Xi Jinping has set out his most explicit vision yet for the renminbi to become a global reserve currency, framing the goal as central to China’s ambition to reshape the international monetary system, The Financial Times reports.
The Chinese president called for China to build a “powerful currency” that would be “widely used in international trade, investment and foreign exchange markets, and attain reserve currency status,” with Xi’s comments published in Qiushi, the Communist Party’s flagship ideology journal.
Xi said this would require not only currency reform but the construction of a “powerful central bank,” globally competitive financial institutions, and international financial centers capable of “attracting global capital and exerting influence over global pricing.”
Xi’s remarks, which were originally delivered in a speech to senior regional officials in 2024, underscore Beijing’s long-running push to elevate the renminbi’s global role as confidence in the U.S.-led financial order shows signs of strain.
That push is already visible in trade finance.
The renminbi has become the world’s second-largest currency used to fund international trade, a position it has held since Russia’s full-scale invasion of Ukraine in 2022 accelerated the use of non-dollar settlement channels.
The shift has taken place against a backdrop of gradual erosion in the dollar’s dominance.
As of the third quarter of 2025, the U.S. dollar accounted for about 57% of global foreign exchange reserves, down sharply from 71% in 2000, according to IMF data. The euro stood at roughly 20%, while the renminbi remained a distant sixth at 1.93%, highlighting how far China still has to go in official reserve holdings despite gains in trade usage.
China’s central bank governor, Pan Gongsheng, has argued that the world is moving toward a more fragmented monetary landscape.

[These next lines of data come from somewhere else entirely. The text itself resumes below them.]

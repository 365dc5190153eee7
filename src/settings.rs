use std::io::ErrorKind;
use std::path::{Path, PathBuf};
use std::time::Duration;

use anyhow::Result;
use serde::{Deserialize, Serialize};
use tracing::warn;

/// 设置文件路径环境变量
pub const SETTINGS_VAR: &str = "FAMILY_RATION_SETTINGS";

/// 可调参数（存储连接参数只来自环境变量）
#[derive(Debug, Clone, PartialEq, Eq, Serialize, Deserialize)]
#[serde(default)]
pub struct AppSettings {
    /// 变更轮询间隔（毫秒）
    pub change_poll_interval_ms: u64,
    /// 单次请求超时（秒）
    pub request_timeout_secs: u64,
}

impl Default for AppSettings {
    fn default() -> Self {
        Self {
            change_poll_interval_ms: 2000,
            request_timeout_secs: 30,
        }
    }
}

impl AppSettings {
    pub fn poll_interval(&self) -> Duration {
        Duration::from_millis(self.change_poll_interval_ms.max(100))
    }

    pub fn request_timeout(&self) -> Duration {
        Duration::from_secs(self.request_timeout_secs.max(1))
    }
}

pub struct SettingsManager {
    path: PathBuf,
    data: AppSettings,
}

impl SettingsManager {
    /// 读取设置文件；不存在时写入默认值，无法读取或内容损坏时使用默认值
    pub async fn new(path: PathBuf) -> Result<Self> {
        if let Some(parent) = path.parent() {
            tokio::fs::create_dir_all(parent).await?;
        }

        let initial = match tokio::fs::read(&path).await {
            Ok(bytes) => serde_json::from_slice::<AppSettings>(&bytes).unwrap_or_else(|e| {
                warn!("设置文件 {:?} 解析失败，使用默认值: {}", path, e);
                AppSettings::default()
            }),
            Err(e) if e.kind() == ErrorKind::NotFound => {
                let default = AppSettings::default();
                let json = serde_json::to_string_pretty(&default)?;
                tokio::fs::write(&path, json).await?;
                default
            }
            Err(e) => {
                warn!("设置文件 {:?} 无法读取，使用默认值: {}", path, e);
                AppSettings::default()
            }
        };

        Ok(Self {
            path,
            data: initial,
        })
    }

    pub fn get(&self) -> &AppSettings {
        &self.data
    }

    pub fn path(&self) -> &Path {
        &self.path
    }
}

/// 默认设置文件位置
pub fn default_settings_path() -> PathBuf {
    if let Ok(path) = std::env::var(SETTINGS_VAR) {
        if !path.trim().is_empty() {
            return PathBuf::from(path);
        }
    }

    let base = if cfg!(target_os = "windows") {
        let appdata = std::env::var("APPDATA").unwrap_or_else(|_| ".".to_string());
        PathBuf::from(appdata)
    } else {
        let home = std::env::var("HOME").unwrap_or_else(|_| ".".to_string());
        PathBuf::from(home).join(".config")
    };
    base.join("family-ration").join("settings.json")
}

Speaking last year in Shanghai to investors, regulators, and local officials, Pan forecast the emergence of a “multipolar international monetary system,” in which the renminbi would increasingly compete with other major currencies rather than seek to supplant the dollar outright.
“China senses the change of the global order more real than before,” said Kelvin Lam, senior China+ economist at Pantheon Macroeconomics.

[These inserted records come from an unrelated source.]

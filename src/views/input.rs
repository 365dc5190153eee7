// 命令解析 - 将输入行映射为意图

use super::delete_modal::{DeleteModal, ModalChoice};
use crate::controller::{Intent, SessionState};
use crate::models::Screen;

/// 一行输入的解析结果
#[derive(Debug, Clone, PartialEq, Eq)]
pub enum Command {
    Intent(Intent),
    /// 名称和提交需要依次派发
    Intents(Vec<Intent>),
    Quit,
    Unknown,
}

/// 按当前界面解析输入
pub fn parse(state: &SessionState, line: &str) -> Command {
    let line = line.trim();
    if matches!(line, "q" | "quit") {
        return Command::Quit;
    }
    if state.is_loading || state.load_error.is_some() {
        return Command::Unknown;
    }

    // 对话框打开时只接受对话框操作
    if state.is_delete_modal_open {
        let modal = DeleteModal { is_open: true };
        let choice = match line {
            "y" | "delete" => ModalChoice::DeleteAll,
            "n" | "cancel" => ModalChoice::Cancel,
            _ => return Command::Unknown,
        };
        return modal
            .on_choice(choice)
            .map(Command::Intent)
            .unwrap_or(Command::Unknown);
    }

    let intent = match state.screen {
        Screen::Profiles => line
            .parse::<usize>()
            .ok()
            .and_then(|n| n.checked_sub(1))
            .and_then(|i| state.members.get(i))
            .map(|m| Intent::SelectMember(m.id.clone())),
        Screen::Menu => match line {
            "1" | "add" => Some(Intent::OpenAddItem),
            "2" | "list" => Some(Intent::OpenList),
            "s" | "switch" => Some(Intent::SwitchProfile),
            _ => None,
        },
        Screen::Add => return parse_add(line),
        Screen::List => match line {
            "c" | "clear" => Some(Intent::OpenClearDialog),
            "b" | "back" => Some(Intent::BackToMenu),
            _ => None,
        },
    };

    intent.map(Command::Intent).unwrap_or(Command::Unknown)
}

fn parse_add(line: &str) -> Command {
    let (keyword, rest) = match line.split_once(char::is_whitespace) {
        Some((keyword, rest)) => (keyword, rest.trim()),
        None => (line, ""),
    };

    match keyword {
        "name" => Command::Intent(Intent::SetItemName(rest.to_string())),
        "qty" => Command::Intent(Intent::SetQuantity(rest.to_string())),
        "save" if rest.is_empty() => Command::Intent(Intent::SubmitItem),
        // save <名称> 直接设置名称并提交
        "save" => Command::Intents(vec![
            Intent::SetItemName(rest.to_string()),
            Intent::SubmitItem,
        ]),
        "back" | "b" => Command::Intent(Intent::BackToMenu),
        _ => Command::Unknown,
    }
}
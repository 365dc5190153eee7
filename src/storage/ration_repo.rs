// 数据访问层 - 清单物品与家庭成员的四个操作和一个变更订阅

use std::sync::Arc;

use serde_json::Value;
use tokio::sync::broadcast::error::RecvError;
use tracing::{debug, error, info, warn};

use super::error::StoreError;
use super::repository::{DataStore, Filter, Order};
use super::subscription::Subscription;
use crate::models::{FamilyMember, NewRationItem, RationItem, ITEMS_TABLE, MEMBERS_TABLE};

/// 清单仓库
///
/// 克隆开销很小，内部共享同一个存储实例
#[derive(Clone)]
pub struct RationRepository {
    store: Arc<dyn DataStore>,
}

impl RationRepository {
    pub fn new(store: Arc<dyn DataStore>) -> Self {
        Self { store }
    }

    /// 获取全部物品，按创建时间倒序
    pub async fn list_items(&self) -> Result<Vec<RationItem>, StoreError> {
        let rows = self
            .store
            .select(ITEMS_TABLE, Some(&Order::desc("created_at")))
            .await?;
        decode_rows(rows)
    }

    /// 获取全部家庭成员
    pub async fn list_members(&self) -> Result<Vec<FamilyMember>, StoreError> {
        let rows = self.store.select(MEMBERS_TABLE, None).await?;
        decode_rows(rows)
    }

    /// 添加物品，返回存储后的行
    ///
    /// 名称非空由调用方保证
    pub async fn add_item(&self, item: NewRationItem) -> Result<RationItem, StoreError> {
        let row = serde_json::to_value(&item)?;
        let stored = self.store.insert(ITEMS_TABLE, row).await?;
        let added: RationItem = serde_json::from_value(stored)?;
        debug!("已添加物品: {:?}", added);
        Ok(added)
    }

    /// 清空物品表
    pub async fn clear_list(&self) -> Result<(), StoreError> {
        self.store
            .delete(ITEMS_TABLE, &Filter::NotNull("id".to_string()))
            .await
            .map_err(|e| {
                error!("清空清单失败: {}", e);
                e
            })
    }

    /// 订阅物品表变更
    ///
    /// 每个事件重新拉取一次完整清单并回调；拉取失败只记录日志
    pub fn subscribe_to_changes<F>(&self, callback: F) -> Subscription
    where
        F: Fn(Vec<RationItem>) + Send + Sync + 'static,
    {
        let mut receiver = self.store.subscribe(ITEMS_TABLE);
        let repo = self.clone();

        let task = tokio::spawn(async move {
            info!("已订阅 {} 变更 ({})", ITEMS_TABLE, repo.store.store_type());
            loop {
                match receiver.recv().await {
                    Ok(change) if change.table != ITEMS_TABLE => continue,
                    Ok(_) => {}
                    Err(RecvError::Lagged(skipped)) => {
                        warn!("变更事件积压，跳过 {} 条，按一次变更处理", skipped);
                    }
                    Err(RecvError::Closed) => break,
                }

                match repo.list_items().await {
                    Ok(items) => callback(items),
                    Err(e) => warn!("变更后重新拉取清单失败: {}", e),
                }
            }
        });

        Subscription::new(task)
    }
}

fn decode_rows<T: serde::de::DeserializeOwned>(rows: Vec<Value>) -> Result<Vec<T>, StoreError> {
    rows.into_iter()
        .map(|row| serde_json::from_value(row).map_err(StoreError::from))
        .collect()
}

Xi’s emphasis on the renminbi, Lam added, reflected “recent ruptures in the global order” and growing uncertainty around U.S. monetary leadership.
“Beijing wants the yuan to be a serious global currency — not necessarily to replace the dollar overnight, but to be a strategic counterweight that limits U.S. leverage in a fracturing financial order,” said Han Shen Lin, China country director at The Asia Group.

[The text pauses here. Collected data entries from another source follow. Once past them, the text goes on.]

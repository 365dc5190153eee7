// 控制器Handle - 视图与控制器之间的唯一通道

use tokio::sync::{mpsc, oneshot, watch};

use super::{ControllerCommand, Intent, SessionState};

/// 控制器Handle
///
/// drop 时自动卸载控制器
pub struct ControllerHandle {
    sender: mpsc::UnboundedSender<ControllerCommand>,
    state: watch::Receiver<SessionState>,
}

impl ControllerHandle {
    pub(crate) fn new(
        sender: mpsc::UnboundedSender<ControllerCommand>,
        state: watch::Receiver<SessionState>,
    ) -> Self {
        Self { sender, state }
    }

    /// 派发意图，等待其效果（包括存储调用）生效
    pub async fn dispatch(&self, intent: Intent) {
        let _ = self.send(intent).await;
    }

    /// 派发意图但不等待；返回的接收器在效果生效后完成
    ///
    /// 意图按发送顺序处理，控制器停止后接收器立即返回错误
    pub fn send(&self, intent: Intent) -> oneshot::Receiver<()> {
        let (done, rx) = oneshot::channel();
        let _ = self.sender.send(ControllerCommand::Dispatch { intent, done });
        rx
    }

    /// 获取当前状态快照
    pub fn snapshot(&self) -> SessionState {
        self.state.borrow().clone()
    }

    /// 获取状态变更接收器，用于驱动渲染
    pub fn watch(&self) -> watch::Receiver<SessionState> {
        self.state.clone()
    }

    /// 等待初始加载结束（成功或失败）
    pub async fn wait_until_loaded(&self) -> SessionState {
        let mut rx = self.state.clone();
        let loaded = rx.wait_for(|s| !s.is_loading).await.map(|s| s.clone());
        loaded.unwrap_or_else(|_| self.snapshot())
    }

    /// 卸载控制器：此后不再有任何状态变化，订阅被释放
    pub async fn unmount(&self) {
        let (reply, rx) = oneshot::channel();
        if self
            .sender
            .send(ControllerCommand::Unmount { reply: Some(reply) })
            .is_ok()
        {
            let _ = rx.await;
        }
    }
}

impl Drop for ControllerHandle {
    fn drop(&mut self) {
        let _ = self.sender.send(ControllerCommand::Unmount { reply: None });
    }
}
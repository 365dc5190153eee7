//! 视图模块
//!
//! 会话状态的纯文本渲染，按优先级：
//! - 加载中 / 加载失败时屏蔽所有界面
//! - 操作错误显示为顶部横幅
//! - 当前界面
//! - 清空确认对话框（打开时）

pub mod delete_modal;
pub mod input;
pub mod screens;

pub use delete_modal::{DeleteModal, ModalChoice};
pub use input::{parse, Command};

use crate::controller::SessionState;
use crate::models::Screen;

/// 渲染整个界面
pub fn render(state: &SessionState) -> String {
    if state.is_loading {
        return "Loading...\n".to_string();
    }
    if let Some(error) = &state.load_error {
        return format!("{}\n", error);
    }

    let mut out = String::new();
    if let Some(error) = &state.action_error {
        out.push_str(&format!("! {}\n\n", error));
    }

    let body = match (state.screen, &state.current_user) {
        (Screen::Profiles, _) => screens::profiles(&state.members),
        (Screen::Menu, Some(user)) => screens::menu(user),
        (Screen::Menu, None) => String::new(),
        (Screen::Add, _) => screens::add_item(state),
        (Screen::List, _) => screens::list(state),
    };
    out.push_str(&body);

    let modal = DeleteModal {
        is_open: state.is_delete_modal_open,
    };
    if let Some(dialog) = modal.render() {
        out.push('\n');
        out.push_str(&dialog);
        out.push('\n');
    }

    out
}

China’s expanding network of trading partners has been central to the renminbi’s growing use.
Beijing has promoted local-currency settlement with countries across Asia, the Middle East, Africa, and Latin America, while energy, commodities, and manufactured goods are increasingly invoiced in renminbi.
At the same time, some partners have urged China to allow a stronger currency, arguing the renminbi remains undervalued and contributes to China’s record trade surplus.
“Overall, Beijing senses the dollar’s shine isn’t unblemished and will nudge its currency forward,” Han said.